Work to complete:
Copy every line below that has the word "filename" in it.

(Saved entries)
· · · ·

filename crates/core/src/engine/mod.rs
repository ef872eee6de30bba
//! External engine port and capability negotiation.
//!
//! The [`ExternalEngine`] trait is the only way the rest of the crate starts
//! processes. [`FfmpegEngine`] implements it on top of an ffmpeg binary, and
//! [`CapabilityNegotiator`] uses its probes to pick an [`EncoderProfile`],
//! falling back to software when no hardware backend works.

mod backend;
mod capabilities;
mod config;
mod error;
mod ffmpeg;
mod negotiator;
mod traits;

pub use backend::{Backend, EncoderProfile};
pub use capabilities::EncoderCapabilities;
pub use config::EngineConfig;
pub use error::EngineError;
pub use ffmpeg::FfmpegEngine;
pub use negotiator::CapabilityNegotiator;
pub use traits::{EngineOutput, ExternalEngine};
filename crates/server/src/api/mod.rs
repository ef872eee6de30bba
pub mod handlers;
pub mod jobs;
pub mod middleware;
pub mod routes;

pub use routes::create_router;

· · · ·

Final answer:
filename crates/core/src/engine/mod.rs
filename crates/server/src/api/mod.rs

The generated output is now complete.